This page focuses on the debt students take on to attend ATA College-Cincinnati: median debt, the percentile spread, total borrowing including PLUS loans, and the cost to repay. The data below is drawn directly from federal sources.
Looking at the entering class at Beckfield College - Tri-County, 100% of incoming undergraduates borrow in year one, at roughly $5,844 each — a figure that counts both private and federal student loans.
The average federally funded loan is $5,844. This is at or above the $5,500 first-year federal borrowing cap that applies to the typical dependent freshman. Be aware: the undergraduate-wide averages below exclude private loans, while this freshman number includes them.
For undergraduates overall at Beckfield College - Tri-County, 95% finance part of their studies with federal loans, at an average of $7,108 per year. That is 21.6% above the $5,844 freshmen take on.
Repeating that yearly amount projects to about $14,216 after two years and $28,432 by the fourth year. The estimate holds federal borrowing constant and does not count private or Parent PLUS loans.
| Undergraduate federal borrowing | Value |
|---|---|
| Share using federal loans | 95% |
| Average federal loan per year | $7,108 |
| Undergraduates with a federal loan | 252 |
| Total federal loans (one year) | $1,791,311 |
The median student at Beckfield College - Tri-County borrows $15,834 in federal student loans.
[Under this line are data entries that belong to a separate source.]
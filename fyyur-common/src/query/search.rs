//! Case-insensitive substring search on entity names

use chrono::{DateTime, Utc};
use serde::Serialize;
use sqlx::SqlitePool;

use super::{entity_summaries, EntityKind, EntitySummary};
use crate::Result;

#[derive(Debug, Clone, PartialEq, Serialize)]
pub struct SearchResults {
    pub count: usize,
    pub data: Vec<EntitySummary>,
}

/// Venues whose name contains `term`, ignoring case
pub async fn search_venues(
    pool: &SqlitePool,
    term: &str,
    now: DateTime<Utc>,
) -> Result<SearchResults> {
    search(pool, EntityKind::Venue, term, now).await
}

/// Artists whose name contains `term`, ignoring case
pub async fn search_artists(
    pool: &SqlitePool,
    term: &str,
    now: DateTime<Utc>,
) -> Result<SearchResults> {
    search(pool, EntityKind::Artist, term, now).await
}

/// Name search for either entity kind
///
/// Matching uses Unicode lowercase folding; `%` and `_` in the term are
/// literal. Results keep store (id) order.
pub async fn search(
    pool: &SqlitePool,
    kind: EntityKind,
    term: &str,
    now: DateTime<Utc>,
) -> Result<SearchResults> {
    let summaries = entity_summaries(pool, kind, now).await?;
    let data = filter_by_name(summaries, term);

    Ok(SearchResults {
        count: data.len(),
        data,
    })
}

fn filter_by_name(summaries: Vec<EntitySummary>, term: &str) -> Vec<EntitySummary> {
    let needle = term.to_lowercase();
    summaries
        .into_iter()
        .filter(|s| s.name.to_lowercase().contains(&needle))
        .collect()
}
//! # Fyyur Common Library
//!
//! Shared code for the Fyyur booking directory:
//! - Entity store (venues, artists, shows) on SQLite
//! - Aggregate query layer (grouped listings, detail views, search)
//! - Error taxonomy
//! - Configuration loading
//! - Time helpers

pub mod config;
pub mod db;
pub mod error;
pub mod query;
pub mod time;

pub use error::{Error, Result};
| Borrower group | Median federal debt |
|---|---|
| All federal borrowers | $15,834 |
| Students who completed (graduates) | $21,030 |
| Students who withdrew | $9,500 |
The figure for students who withdrew is worth watching: debt without a completed credential is the hardest to repay.
Looking only at the median is misleading — these four percentiles describe the full debt distribution for borrowers at Beckfield College - Tri-County.
| Percentile | Cumulative Federal Debt |
|---|---|
| 10th percentile (lowest-debt students) | $3,167 |
| 25th percentile | $6,334 |
| 75th percentile | $22,637 |
| 90th percentile (highest-debt students) | $27,713 |
The spread between the lowest- and highest-debt deciles summarizes how variable outcomes are at Beckfield College - Tri-County.
The figures above count only the students own federal loans. Adding PLUS loans (borrowed by parents or graduate students) gives a fuller picture of total borrowing at Beckfield College - Tri-County.
| Group | Borrowers | Median debt incl. PLUS |
|---|---|---|
| All borrowers | 92 | $7,504 |
| Completed (graduates) | 50 | $8,920 |
| Did not complete | 42 | $6,699 |
On a standard 10-year plan, the median completing borrower would pay about $106.07/mo.
The indicators below describe what the typical debt costs to pay back at Beckfield College - Tri-County.
A loan default — failing to keep up with federal student-loan payments — is one of the worst financial outcomes a borrower can face. Two-year cohort default-rate data for Beckfield College - Tri-County appears below.
| Metric | Value |
|---|---|
| 2-year cohort default rate | 11.8% |
| Borrowers in the cohort | 796 |
A lower default rate generally signals that graduates earn enough to manage their loan payments.
The breakdowns below show median federal debt by income, first-generation status, and dependency.
Borrowing by Income Tier
| Income tier | Median federal debt |
|---|---|
| Low income | $15,667 |
| Middle income | $15,834 |
| High income | $18,074 |
First-Gen vs Continuing-Gen Borrowing
| Cohort | Median federal debt |
|---|---|
| First-generation students | $15,800 |
| Continuing-generation students | $16,334 |
Dependency-Status Comparison
| Cohort | Median federal debt |
|---|---|
| Dependent students | $12,000 |
| Independent students | $16,792 |
The Department of Education computes gap indicators that show how borrowing differs between student groups at Beckfield College - Tri-County.
Subsidized and Unsubsidized Loans
With an unsubsidized loan, interest starts adding up the day the loan is disbursed, including during school. Subsidized loans, by contrast, do not accrue interest while you are enrolled at least half-time, which makes them the less expensive option when you qualify.
Worth Knowing
Federal student loans are not discharged in bankruptcy in all but the rarest cases, and the government can withhold part of your income or tax refund if you default.
References
More about our data sources and methodologies.